Try it
All lines holding the word "fcol" should be located in the records and copied.

(Collected data entries)
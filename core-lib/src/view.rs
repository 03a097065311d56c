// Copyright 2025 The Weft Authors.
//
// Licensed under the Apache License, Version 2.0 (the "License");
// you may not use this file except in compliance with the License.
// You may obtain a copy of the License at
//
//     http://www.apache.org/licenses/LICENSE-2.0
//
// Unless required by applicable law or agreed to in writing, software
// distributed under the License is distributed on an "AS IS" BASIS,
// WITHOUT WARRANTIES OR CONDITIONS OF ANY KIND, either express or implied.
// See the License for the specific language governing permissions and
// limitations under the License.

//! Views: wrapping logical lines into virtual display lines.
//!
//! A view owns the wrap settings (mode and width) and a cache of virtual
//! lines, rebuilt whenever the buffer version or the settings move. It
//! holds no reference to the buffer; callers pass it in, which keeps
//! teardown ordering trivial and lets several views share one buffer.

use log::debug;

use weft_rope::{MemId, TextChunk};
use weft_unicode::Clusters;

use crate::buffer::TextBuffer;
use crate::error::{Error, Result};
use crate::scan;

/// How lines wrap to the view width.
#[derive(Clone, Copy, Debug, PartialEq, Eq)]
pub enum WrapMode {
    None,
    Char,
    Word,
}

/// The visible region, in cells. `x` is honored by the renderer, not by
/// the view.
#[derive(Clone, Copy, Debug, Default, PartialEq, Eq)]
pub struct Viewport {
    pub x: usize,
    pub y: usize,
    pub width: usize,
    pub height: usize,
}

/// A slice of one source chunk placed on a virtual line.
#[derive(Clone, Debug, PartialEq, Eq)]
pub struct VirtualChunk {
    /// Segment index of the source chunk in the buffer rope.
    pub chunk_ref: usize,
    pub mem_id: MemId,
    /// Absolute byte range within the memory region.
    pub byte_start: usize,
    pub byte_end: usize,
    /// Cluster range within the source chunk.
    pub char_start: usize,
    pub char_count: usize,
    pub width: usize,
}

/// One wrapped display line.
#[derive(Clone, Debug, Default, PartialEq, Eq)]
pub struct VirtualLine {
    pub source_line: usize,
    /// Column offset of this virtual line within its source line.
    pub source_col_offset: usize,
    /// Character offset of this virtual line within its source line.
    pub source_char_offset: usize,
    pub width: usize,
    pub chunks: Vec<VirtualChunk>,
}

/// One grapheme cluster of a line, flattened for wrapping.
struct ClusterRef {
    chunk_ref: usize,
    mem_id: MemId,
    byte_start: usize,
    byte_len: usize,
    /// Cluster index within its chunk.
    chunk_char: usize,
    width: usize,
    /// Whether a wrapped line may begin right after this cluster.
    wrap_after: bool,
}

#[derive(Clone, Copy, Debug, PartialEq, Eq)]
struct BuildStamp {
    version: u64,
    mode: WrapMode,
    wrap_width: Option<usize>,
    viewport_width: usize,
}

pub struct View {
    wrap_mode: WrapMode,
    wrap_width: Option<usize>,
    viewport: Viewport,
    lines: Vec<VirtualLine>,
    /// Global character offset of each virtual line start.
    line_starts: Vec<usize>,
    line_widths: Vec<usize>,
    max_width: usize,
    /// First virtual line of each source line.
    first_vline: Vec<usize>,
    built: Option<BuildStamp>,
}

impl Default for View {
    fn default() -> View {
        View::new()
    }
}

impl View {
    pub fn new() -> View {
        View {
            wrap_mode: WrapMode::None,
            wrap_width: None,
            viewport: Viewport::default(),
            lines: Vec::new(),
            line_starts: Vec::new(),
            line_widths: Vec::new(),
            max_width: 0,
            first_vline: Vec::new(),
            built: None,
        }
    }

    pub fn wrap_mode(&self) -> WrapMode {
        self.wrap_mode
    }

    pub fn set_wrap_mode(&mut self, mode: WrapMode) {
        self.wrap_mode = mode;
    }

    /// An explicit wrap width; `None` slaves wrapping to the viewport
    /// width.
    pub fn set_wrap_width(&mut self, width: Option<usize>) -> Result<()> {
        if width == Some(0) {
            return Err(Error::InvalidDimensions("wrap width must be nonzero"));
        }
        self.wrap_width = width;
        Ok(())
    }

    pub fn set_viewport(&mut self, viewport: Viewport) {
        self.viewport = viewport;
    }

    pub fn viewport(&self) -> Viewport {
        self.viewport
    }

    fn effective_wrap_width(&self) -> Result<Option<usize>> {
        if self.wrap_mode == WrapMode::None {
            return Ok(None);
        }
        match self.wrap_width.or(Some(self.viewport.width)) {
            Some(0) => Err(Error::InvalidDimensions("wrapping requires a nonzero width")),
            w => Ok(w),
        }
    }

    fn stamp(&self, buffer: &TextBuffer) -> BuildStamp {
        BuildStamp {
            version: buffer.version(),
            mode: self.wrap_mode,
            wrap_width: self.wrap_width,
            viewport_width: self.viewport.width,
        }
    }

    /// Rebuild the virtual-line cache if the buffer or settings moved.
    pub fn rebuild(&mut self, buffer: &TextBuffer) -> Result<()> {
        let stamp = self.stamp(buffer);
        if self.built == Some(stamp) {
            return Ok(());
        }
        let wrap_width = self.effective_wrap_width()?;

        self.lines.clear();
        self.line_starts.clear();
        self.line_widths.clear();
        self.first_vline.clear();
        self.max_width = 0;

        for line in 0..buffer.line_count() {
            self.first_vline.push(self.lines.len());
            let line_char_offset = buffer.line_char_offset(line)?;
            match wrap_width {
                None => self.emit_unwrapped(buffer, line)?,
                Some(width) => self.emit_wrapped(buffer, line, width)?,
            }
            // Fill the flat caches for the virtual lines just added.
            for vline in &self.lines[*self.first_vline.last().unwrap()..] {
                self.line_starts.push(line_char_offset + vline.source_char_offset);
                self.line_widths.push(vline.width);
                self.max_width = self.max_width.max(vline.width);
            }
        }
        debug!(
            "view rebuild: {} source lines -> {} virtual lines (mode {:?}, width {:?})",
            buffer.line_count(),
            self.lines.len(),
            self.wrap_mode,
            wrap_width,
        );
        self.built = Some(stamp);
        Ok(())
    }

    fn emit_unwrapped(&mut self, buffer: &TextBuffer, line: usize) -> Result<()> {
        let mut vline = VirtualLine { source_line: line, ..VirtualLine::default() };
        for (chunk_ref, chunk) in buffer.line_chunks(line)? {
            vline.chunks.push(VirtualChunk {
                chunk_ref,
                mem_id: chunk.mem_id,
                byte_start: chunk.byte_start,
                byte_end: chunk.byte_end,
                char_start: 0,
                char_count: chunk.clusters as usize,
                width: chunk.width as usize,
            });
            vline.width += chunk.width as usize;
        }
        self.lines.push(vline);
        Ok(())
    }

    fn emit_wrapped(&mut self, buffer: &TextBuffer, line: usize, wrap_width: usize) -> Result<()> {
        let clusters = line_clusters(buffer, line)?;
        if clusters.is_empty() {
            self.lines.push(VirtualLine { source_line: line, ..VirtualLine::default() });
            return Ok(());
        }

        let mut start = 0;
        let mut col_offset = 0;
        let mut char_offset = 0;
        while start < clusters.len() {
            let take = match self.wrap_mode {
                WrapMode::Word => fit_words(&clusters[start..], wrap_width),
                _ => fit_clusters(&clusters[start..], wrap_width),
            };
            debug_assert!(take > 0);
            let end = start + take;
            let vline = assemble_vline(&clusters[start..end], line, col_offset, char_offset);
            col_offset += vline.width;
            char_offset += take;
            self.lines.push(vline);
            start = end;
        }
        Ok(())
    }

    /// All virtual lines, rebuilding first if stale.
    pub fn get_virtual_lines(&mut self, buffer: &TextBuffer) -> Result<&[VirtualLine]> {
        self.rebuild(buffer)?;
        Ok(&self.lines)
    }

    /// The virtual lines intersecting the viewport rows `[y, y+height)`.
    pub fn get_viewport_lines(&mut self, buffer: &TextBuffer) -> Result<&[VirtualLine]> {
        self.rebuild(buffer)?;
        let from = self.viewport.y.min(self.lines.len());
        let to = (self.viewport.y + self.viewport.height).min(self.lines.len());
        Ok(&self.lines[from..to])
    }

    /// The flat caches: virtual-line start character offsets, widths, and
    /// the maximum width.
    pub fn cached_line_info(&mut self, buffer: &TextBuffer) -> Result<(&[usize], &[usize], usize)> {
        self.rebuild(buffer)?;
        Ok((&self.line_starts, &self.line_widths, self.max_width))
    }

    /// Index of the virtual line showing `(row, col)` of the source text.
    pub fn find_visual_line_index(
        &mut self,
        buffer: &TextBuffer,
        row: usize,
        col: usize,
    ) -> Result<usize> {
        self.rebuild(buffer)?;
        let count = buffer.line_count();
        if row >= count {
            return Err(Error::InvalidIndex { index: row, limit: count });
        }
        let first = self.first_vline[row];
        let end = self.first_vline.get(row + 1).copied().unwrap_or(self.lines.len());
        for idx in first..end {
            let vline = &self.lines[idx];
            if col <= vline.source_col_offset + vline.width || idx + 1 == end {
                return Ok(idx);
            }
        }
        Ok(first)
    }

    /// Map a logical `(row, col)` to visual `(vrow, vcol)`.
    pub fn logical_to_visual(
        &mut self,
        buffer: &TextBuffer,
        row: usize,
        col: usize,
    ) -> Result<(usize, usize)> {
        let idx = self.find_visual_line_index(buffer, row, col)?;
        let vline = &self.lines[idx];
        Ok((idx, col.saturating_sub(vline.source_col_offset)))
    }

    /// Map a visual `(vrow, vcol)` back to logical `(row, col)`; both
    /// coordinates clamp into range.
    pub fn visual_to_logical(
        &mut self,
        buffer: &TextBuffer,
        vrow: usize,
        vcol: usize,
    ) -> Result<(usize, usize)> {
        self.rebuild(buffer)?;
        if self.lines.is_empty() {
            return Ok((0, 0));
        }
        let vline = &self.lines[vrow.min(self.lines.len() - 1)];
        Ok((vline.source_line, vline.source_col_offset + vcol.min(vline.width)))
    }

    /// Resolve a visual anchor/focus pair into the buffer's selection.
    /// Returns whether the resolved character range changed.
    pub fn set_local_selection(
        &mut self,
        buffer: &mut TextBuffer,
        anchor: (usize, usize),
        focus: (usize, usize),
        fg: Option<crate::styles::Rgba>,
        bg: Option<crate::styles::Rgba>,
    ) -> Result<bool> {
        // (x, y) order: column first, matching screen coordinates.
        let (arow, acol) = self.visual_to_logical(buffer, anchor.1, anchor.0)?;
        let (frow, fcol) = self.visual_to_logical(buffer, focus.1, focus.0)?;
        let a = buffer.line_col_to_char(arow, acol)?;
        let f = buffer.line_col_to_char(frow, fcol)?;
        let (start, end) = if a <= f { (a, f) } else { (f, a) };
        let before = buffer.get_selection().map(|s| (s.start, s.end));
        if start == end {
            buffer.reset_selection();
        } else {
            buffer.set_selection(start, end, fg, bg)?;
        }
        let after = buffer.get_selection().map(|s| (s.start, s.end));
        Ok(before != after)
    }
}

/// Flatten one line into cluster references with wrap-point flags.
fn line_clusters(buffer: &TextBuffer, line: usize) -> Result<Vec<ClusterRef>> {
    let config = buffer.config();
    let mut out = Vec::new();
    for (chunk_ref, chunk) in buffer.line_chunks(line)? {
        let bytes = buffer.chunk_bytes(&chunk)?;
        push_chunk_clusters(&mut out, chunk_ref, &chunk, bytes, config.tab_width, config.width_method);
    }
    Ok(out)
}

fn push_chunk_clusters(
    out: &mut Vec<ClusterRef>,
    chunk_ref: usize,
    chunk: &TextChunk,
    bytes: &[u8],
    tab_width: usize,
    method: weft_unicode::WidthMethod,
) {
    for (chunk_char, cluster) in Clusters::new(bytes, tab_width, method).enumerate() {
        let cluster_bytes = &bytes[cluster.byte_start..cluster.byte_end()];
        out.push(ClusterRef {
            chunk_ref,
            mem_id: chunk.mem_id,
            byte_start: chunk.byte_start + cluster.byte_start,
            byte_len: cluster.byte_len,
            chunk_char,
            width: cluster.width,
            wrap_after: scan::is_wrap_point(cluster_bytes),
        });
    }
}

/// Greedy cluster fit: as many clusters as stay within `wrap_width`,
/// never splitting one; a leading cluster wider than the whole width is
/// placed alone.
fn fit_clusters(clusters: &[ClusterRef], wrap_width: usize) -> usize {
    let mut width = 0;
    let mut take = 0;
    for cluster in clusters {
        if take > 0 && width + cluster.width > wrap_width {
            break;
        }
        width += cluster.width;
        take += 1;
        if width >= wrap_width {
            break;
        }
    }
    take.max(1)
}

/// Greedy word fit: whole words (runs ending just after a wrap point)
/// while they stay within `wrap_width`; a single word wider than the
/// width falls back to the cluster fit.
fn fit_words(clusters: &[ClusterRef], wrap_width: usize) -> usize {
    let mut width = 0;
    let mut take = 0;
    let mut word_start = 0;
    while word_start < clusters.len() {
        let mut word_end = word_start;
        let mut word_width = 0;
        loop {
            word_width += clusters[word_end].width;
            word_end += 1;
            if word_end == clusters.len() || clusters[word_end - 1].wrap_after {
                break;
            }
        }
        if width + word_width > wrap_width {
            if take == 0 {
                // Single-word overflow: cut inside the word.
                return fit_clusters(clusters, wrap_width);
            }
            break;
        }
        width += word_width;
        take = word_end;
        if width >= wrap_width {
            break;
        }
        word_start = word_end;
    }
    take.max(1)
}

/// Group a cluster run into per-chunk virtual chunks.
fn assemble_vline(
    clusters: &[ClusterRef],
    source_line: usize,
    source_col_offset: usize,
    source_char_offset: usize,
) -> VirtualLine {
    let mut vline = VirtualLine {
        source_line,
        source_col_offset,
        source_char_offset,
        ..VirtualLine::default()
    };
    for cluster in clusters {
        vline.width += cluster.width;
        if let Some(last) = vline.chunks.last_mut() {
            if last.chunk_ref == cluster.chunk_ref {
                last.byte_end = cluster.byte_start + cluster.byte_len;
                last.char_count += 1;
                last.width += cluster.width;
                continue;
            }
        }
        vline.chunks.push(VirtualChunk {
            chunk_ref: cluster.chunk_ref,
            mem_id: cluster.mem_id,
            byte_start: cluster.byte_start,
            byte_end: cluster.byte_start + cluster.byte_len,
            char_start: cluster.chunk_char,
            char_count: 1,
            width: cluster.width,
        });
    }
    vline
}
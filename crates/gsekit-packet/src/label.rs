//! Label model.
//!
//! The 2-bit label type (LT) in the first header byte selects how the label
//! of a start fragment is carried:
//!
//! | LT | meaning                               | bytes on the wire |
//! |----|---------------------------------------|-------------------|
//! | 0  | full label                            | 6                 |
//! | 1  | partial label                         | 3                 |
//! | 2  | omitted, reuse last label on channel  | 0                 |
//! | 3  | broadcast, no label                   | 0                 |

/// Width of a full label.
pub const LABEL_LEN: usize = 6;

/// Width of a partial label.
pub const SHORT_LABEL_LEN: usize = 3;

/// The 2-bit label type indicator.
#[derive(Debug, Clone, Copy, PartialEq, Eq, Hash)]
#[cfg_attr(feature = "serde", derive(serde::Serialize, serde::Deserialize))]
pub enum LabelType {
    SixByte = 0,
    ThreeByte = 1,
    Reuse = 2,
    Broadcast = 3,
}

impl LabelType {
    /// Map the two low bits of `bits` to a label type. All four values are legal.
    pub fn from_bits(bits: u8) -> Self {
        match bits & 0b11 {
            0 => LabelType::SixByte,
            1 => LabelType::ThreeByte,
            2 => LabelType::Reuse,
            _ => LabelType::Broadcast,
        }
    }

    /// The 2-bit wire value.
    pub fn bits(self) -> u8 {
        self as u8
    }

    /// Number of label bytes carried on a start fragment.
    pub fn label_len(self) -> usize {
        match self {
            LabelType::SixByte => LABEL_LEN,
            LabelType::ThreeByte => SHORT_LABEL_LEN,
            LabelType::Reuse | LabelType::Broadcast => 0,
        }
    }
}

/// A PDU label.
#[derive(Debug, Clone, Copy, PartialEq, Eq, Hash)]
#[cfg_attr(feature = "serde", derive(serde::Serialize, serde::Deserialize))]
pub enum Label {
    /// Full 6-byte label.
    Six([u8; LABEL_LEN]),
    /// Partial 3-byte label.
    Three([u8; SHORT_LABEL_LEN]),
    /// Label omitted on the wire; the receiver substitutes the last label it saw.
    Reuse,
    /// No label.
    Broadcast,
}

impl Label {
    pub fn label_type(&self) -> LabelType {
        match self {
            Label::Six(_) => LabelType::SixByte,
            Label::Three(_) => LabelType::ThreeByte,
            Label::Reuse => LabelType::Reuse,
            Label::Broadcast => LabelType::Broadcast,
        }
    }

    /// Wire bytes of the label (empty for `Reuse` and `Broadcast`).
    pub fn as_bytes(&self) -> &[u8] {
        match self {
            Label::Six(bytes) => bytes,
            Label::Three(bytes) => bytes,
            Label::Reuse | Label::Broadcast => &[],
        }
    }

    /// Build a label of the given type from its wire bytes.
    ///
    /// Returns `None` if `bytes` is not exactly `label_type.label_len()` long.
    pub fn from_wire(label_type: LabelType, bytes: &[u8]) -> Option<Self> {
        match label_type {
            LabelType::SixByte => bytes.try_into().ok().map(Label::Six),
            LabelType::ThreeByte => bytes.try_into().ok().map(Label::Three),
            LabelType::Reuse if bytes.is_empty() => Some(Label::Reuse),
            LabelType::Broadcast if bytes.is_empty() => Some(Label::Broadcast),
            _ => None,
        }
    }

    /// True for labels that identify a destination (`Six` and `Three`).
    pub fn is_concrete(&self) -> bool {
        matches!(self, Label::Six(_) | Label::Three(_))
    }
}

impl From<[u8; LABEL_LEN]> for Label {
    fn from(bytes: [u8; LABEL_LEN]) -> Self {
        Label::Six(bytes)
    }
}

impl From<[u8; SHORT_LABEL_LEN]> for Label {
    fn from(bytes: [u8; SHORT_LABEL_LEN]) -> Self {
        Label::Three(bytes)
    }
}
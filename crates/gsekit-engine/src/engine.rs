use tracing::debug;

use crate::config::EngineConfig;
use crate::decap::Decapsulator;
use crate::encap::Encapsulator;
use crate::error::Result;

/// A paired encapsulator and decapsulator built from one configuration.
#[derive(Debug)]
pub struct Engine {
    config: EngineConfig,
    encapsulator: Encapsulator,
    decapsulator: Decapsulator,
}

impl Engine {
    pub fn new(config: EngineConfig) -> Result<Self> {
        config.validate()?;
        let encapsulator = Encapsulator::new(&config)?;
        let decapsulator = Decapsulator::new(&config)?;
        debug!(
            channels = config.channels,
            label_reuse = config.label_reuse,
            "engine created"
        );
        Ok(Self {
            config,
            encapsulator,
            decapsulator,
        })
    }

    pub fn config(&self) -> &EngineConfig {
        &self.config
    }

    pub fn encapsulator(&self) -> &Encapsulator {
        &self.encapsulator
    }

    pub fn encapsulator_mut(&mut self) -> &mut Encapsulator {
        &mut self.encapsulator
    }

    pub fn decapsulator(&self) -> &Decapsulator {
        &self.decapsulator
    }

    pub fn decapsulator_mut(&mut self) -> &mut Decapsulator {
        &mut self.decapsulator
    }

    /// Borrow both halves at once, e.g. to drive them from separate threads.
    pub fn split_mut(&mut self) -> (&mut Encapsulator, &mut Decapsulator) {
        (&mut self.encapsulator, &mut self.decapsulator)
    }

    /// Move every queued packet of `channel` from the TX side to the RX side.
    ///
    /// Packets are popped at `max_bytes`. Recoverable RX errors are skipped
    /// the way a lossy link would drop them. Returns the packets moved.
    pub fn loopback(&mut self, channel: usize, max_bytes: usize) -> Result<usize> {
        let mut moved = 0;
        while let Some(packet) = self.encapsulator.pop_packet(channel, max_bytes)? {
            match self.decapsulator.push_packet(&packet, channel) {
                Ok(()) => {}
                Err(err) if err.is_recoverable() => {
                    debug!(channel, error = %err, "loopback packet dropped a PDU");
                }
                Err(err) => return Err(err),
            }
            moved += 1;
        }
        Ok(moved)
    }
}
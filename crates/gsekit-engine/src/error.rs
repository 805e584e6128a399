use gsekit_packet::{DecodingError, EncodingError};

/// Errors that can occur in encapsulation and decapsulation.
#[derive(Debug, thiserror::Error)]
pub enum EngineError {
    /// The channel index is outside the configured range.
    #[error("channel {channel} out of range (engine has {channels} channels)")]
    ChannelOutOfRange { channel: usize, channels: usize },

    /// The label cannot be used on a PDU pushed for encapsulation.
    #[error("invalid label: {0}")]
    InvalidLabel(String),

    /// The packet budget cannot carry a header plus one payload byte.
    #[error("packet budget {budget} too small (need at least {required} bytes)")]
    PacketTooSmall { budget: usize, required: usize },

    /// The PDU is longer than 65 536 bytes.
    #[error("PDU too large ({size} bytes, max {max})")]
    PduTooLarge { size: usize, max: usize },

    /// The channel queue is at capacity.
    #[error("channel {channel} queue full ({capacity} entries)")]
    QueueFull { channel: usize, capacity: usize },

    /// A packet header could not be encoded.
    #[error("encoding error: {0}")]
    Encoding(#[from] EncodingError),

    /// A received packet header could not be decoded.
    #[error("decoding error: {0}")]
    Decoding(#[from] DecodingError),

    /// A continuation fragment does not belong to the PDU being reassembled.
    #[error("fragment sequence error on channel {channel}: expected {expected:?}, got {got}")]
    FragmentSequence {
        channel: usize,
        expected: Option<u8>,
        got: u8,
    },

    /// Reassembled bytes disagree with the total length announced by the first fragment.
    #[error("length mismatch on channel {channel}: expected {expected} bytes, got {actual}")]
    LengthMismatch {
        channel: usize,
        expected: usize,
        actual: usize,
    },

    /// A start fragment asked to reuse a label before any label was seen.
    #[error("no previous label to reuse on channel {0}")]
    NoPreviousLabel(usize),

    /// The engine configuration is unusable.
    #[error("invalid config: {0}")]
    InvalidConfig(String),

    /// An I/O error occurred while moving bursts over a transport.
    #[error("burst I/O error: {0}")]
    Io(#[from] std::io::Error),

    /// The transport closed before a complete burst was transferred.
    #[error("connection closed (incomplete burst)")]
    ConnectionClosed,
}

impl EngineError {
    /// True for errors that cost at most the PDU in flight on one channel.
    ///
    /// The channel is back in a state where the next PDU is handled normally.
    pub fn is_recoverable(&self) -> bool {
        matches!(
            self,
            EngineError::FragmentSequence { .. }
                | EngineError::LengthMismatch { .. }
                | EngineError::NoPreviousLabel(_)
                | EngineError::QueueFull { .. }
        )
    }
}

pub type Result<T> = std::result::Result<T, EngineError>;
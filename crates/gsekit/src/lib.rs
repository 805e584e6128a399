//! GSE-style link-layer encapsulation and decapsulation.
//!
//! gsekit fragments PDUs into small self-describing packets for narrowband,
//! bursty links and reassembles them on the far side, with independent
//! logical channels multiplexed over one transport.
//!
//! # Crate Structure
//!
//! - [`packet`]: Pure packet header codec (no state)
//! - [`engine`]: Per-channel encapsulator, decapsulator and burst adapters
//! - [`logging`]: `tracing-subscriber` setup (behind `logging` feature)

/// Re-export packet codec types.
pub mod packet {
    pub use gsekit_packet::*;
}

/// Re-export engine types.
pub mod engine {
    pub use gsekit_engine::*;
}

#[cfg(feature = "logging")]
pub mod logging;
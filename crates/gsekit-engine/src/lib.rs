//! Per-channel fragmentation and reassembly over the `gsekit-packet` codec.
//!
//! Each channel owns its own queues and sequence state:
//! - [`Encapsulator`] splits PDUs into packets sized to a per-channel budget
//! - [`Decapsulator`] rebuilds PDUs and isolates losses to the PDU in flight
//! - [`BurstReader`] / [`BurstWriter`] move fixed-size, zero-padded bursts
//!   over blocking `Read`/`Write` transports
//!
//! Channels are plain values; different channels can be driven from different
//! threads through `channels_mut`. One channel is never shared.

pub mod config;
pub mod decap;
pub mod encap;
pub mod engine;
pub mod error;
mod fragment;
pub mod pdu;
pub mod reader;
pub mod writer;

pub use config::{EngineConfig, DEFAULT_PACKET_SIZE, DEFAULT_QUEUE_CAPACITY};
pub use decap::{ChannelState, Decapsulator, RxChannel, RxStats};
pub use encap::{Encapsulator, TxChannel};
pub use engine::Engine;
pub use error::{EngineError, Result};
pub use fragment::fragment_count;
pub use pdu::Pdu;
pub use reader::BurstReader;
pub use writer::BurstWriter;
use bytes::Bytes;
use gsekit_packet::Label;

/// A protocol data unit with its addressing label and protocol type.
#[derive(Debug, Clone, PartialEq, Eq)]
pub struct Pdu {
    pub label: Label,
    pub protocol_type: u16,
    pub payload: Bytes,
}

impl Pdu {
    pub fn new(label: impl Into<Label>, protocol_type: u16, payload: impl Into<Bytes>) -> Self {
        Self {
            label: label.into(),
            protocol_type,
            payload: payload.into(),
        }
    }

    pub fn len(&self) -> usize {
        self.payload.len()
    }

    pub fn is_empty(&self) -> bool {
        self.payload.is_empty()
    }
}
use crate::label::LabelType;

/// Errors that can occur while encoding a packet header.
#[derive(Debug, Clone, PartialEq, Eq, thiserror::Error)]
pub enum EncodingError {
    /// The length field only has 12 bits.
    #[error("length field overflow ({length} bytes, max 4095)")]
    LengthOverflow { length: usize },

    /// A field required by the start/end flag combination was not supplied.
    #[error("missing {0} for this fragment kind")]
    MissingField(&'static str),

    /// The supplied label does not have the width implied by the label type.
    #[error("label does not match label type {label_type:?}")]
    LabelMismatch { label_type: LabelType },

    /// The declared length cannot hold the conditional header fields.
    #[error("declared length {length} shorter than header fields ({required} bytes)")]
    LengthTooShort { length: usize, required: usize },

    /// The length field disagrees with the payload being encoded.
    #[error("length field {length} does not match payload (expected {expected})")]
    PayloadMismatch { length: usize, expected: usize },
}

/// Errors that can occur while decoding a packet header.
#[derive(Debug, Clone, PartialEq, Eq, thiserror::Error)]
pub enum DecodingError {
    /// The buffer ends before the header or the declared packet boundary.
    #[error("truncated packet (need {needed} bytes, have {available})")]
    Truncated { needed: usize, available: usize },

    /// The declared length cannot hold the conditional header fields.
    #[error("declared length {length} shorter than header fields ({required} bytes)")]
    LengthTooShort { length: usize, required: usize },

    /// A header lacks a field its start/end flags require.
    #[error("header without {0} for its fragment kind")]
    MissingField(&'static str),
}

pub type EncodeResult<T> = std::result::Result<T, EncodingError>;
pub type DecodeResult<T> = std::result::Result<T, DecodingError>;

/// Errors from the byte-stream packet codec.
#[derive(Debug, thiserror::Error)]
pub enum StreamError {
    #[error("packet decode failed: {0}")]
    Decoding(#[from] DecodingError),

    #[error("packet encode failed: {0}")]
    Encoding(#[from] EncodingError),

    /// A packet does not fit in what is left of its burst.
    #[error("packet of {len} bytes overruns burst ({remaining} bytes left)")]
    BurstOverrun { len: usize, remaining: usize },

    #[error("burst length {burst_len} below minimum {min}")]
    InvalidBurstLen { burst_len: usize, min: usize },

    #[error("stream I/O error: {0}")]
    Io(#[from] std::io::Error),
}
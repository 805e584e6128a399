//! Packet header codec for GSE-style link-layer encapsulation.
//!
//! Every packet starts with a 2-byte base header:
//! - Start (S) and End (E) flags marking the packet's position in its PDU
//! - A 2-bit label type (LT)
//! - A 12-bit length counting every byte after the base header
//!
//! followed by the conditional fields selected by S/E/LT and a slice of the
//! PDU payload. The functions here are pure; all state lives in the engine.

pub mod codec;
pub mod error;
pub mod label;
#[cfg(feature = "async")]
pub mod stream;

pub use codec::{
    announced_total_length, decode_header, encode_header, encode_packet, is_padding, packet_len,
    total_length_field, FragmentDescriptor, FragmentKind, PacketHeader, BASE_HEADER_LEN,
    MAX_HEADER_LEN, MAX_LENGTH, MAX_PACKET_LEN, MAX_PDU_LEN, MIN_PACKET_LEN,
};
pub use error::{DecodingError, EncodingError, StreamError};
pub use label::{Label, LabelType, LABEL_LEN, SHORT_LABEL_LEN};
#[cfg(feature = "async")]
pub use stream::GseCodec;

Written answer
        let (frow, fcol) = self.visual_to_logical(buffer, focus.1, focus.0)?;
        let f = buffer.line_col_to_char(frow, fcol)?;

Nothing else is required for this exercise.